- WHAT NEEDS TO BE DONE: Starting at the first line of the entries below, output every line exactly, up to and including the line with "caller adds more".

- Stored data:
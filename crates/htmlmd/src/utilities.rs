//! Escaping, block formatting and output normalization helpers.

use once_cell::sync::Lazy;
use regex::Regex;

/// Tags whose whole subtree is dropped unless the caller adds more
pub const DEFAULT_IGNORED_TAGS: &[&str] = &["script", "style", "head", "title", "meta", "link"];

/// Tags whose text children are kept verbatim
pub const PREFORMATTED_TAGS: &[&str] = &["pre"];

/// The line-break tag, rendered by the walker itself
pub const LINE_BREAK_TAG: &str = "br";

/// Two newlines appended to block-level output
pub const BLANK_LINE: &str = "\n\n";

static MARKDOWN_SPECIAL: Lazy<Regex> =
    Lazy::new(|| Regex::new(r"[`*_{}\[\]()#+.!-]").expect("valid escape pattern"));

static EXCESS_NEWLINES: Lazy<Regex> =
    Lazy::new(|| Regex::new(r"\n{3,}").expect("valid newline pattern"));

/// Check if a tag keeps its text children verbatim
pub fn is_preformatted(tag: &str) -> bool {
    PREFORMATTED_TAGS.contains(&tag.to_lowercase().as_str())
}

/// Escape markdown special characters.
///
/// Backslashes are doubled first, then each of `` ` * _ { } [ ] ( ) # + . ! - ``
/// gets a backslash prefix. Escaping is not idempotent: running it over
/// already escaped text escapes the inserted backslashes again.
pub fn escape_markdown(text: &str) -> String {
    if text.is_empty() {
        return String::new();
    }
    let text = text.replace('\\', "\\\\");
    MARKDOWN_SPECIAL.replace_all(&text, r"\$0").into_owned()
}

/// Trim block content and terminate it with a blank line
pub fn format_block(content: &str) -> String {
    format!("{}{}", content.trim(), BLANK_LINE)
}

/// Final whitespace pass over a converted document.
///
/// Trims the whole string, then collapses every run of three or more
/// newlines into exactly two. Applying it twice changes nothing.
pub fn normalize_markdown(markdown: &str) -> String {
    EXCESS_NEWLINES
        .replace_all(markdown.trim(), BLANK_LINE)
        .into_owned()
}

- EXERCISE OUTPUT:
filename crates/htmlmd/src/utilities.rs
//! Escaping, block formatting and output normalization helpers.

use once_cell::sync::Lazy;
use regex::Regex;

/// Tags whose whole subtree is dropped unless the caller adds more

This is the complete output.